0

I am new to machine learning and I came across the term "hypothesis space". I am trying to grasp what is it and especially am interested in dimension of this "space." For example in the context of linear regression, trying to fit a linear polynomial to the data, would the dimension of the hypothesis space be $2$? What about in the context of logistic regression?

funmath
  • 219
  • How was the term used? – Michael Hardy Apr 29 '20 at 04:53
  • One often speaks of a "parameter space". In the simplest logistic regression problems, one has $$ \operatorname{logit} \Pr(Y_i=1) = \alpha + \beta x_i $$ where $$\operatorname{logit} p = \log \frac p {1-p}$$ and $\Pr(Y_i\in{0,1}) = 1.$ Then the parameter space is the set of all possible values of the two parameters $\alpha,\beta.$ And one considers hypotheses concerning the values of these two parameters. – Michael Hardy Apr 29 '20 at 04:56
  • @MichaelHardy I think hypothesis space has more to do with function space as opposed to parameter space.

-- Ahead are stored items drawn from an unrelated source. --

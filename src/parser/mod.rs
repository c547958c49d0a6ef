//! Parsing of taxonomy labels.
//!
//! * [label_grammar] - splitting a label into dotted path and text
//! * [label_source] - reading labels from files and readers
//! * [parsing_error] - the crate's error type

pub mod label_grammar;
pub mod label_source;
pub mod parsing_error;

pub use self::label_grammar::{LabelParts, split_label};
pub use self::parsing_error::LabelTreeError;
//! Error types for loading taxonomy labels and writing results.
//!
//! Building and rendering a label tree cannot fail; malformed labels
//! degrade to flat trees. Only reading and writing files and exporting
//! overly deep outlines can go wrong, which is reported through
//! [LabelTreeError].

use std::path::PathBuf;
use thiserror::Error;

// =#========================================================================#=
// LABEL TREE ERROR
// =#========================================================================#=
/// Errors raised while reading label files or writing output.
#[derive(Error, Debug)]
pub enum LabelTreeError {
    /// Reading or writing a file failed
    #[error("IO error on {path}: {source}")]
    Io {
        path: PathBuf,
        #[source]
        source: std::io::Error,
    },

    /// Reading from a non-file source failed
    #[error("IO error: {0}")]
    Stream(#[from] std::io::Error),

    /// Serializing an outline failed
    #[error("JSON error: {0}")]
    Json(#[from] serde_json::Error),

    /// A tree nests too deep to be exported as JSON
    #[error("outline depth {depth} exceeds the maximum of {max}")]
    OutlineTooDeep { depth: usize, max: usize },
}

impl LabelTreeError {
    /// Wraps an IO error together with the path it occurred on.
    pub fn io(path: impl Into<PathBuf>, source: std::io::Error) -> Self {
        LabelTreeError::Io {
            path: path.into(),
            source,
        }
    }
}

/// Convenience result type for fallible operations of this crate.
pub type Result<T> = std::result::Result<T, LabelTreeError>;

I am unsure though if both end up have the same dimension. – funmath Apr 29 '20 at 16:24
  • As I said: How was the term used? – Michael Hardy Apr 29 '20 at 16:30
  • @MichaelHardy A hypothesis space refers to the set of possible approximations that algorithm can create for f. The hypothesis space consists of the set of functions the model is limited to learn. For instance, linear regression can be limited to linear functions as its hypothesis space. – funmath Apr 29 '20 at 16:40
  • ok, Then that seems like about $98%$ of the answer to your question. But let's be clear on a couple of things. Linear regression is not the same as fitting a "linear polynomial." A popular naive error is to think that the reason it's called linear regression is that a straight line is being fitted. But fitting a quadratic polynomial by ordinary least squares is another instance of linear regression. Logistic regression, on the other hand, is an instance of nonlinear regression. – Michael Hardy Apr 29 '20 at 17:06

1 Answers1

0

In the simplest instances of logistic regression one has independent random variables $Y_1,\ldots,Y_n$ for which $$ \begin{cases} \operatorname{logit} \Pr(Y_i=1) = \phantom{+(}\alpha + \beta x_i \\[8pt] \operatorname{logit} \Pr(Y_i=0) = -(\alpha+\beta x_i) \end{cases} $$ where $$ \operatorname{logit} p = \log \frac p {1-p}, $$ and

  • $\{(x_i, Y_i) : i=1,\ldots,n\}$ are observed;
  • $\alpha,\beta$ are not observed and are to be estimated based on the above observed data;
  • As mentioned, $Y_i$ are random variables. On the other had $x_i$ are treated as constant, i.e. non-random, despite the fact that they may change if a new sample of $n$ observations is taken, the justification being that one is really interested in the conditional distribution of $Y$ given $x.$

Least squares is not the method used for estimating $\alpha$ and $\beta;$ maximum likelihood is, and the MLE is found by iteratively re-weighted least squares.

The function of most interest my be $$ p = \operatorname{logit}^{-1} (\alpha + \beta x) = \frac 1 {1 + e^{-(\alpha+\beta x)}}. $$ Every such function is completely determined by the values of $\alpha$ and $\beta.$ And in this case $\alpha$ and $\beta$ can be any real numbers at all.

Therefore the hypothesis space, if that is defined as the set of functions the model is limited to learn, is a $2$-dimensional manifold homeopmorphic to the plane.

When the mapping from the parameter space to the hypothesis space is one-to-one and continuous, then the dimension of the hypothesis space is the same as the dimension of the parameter space. And "continuous" may be best defined in this context in such a way that it's always continuous, i.e. the mapping itself determines the topology on the hypothesis space.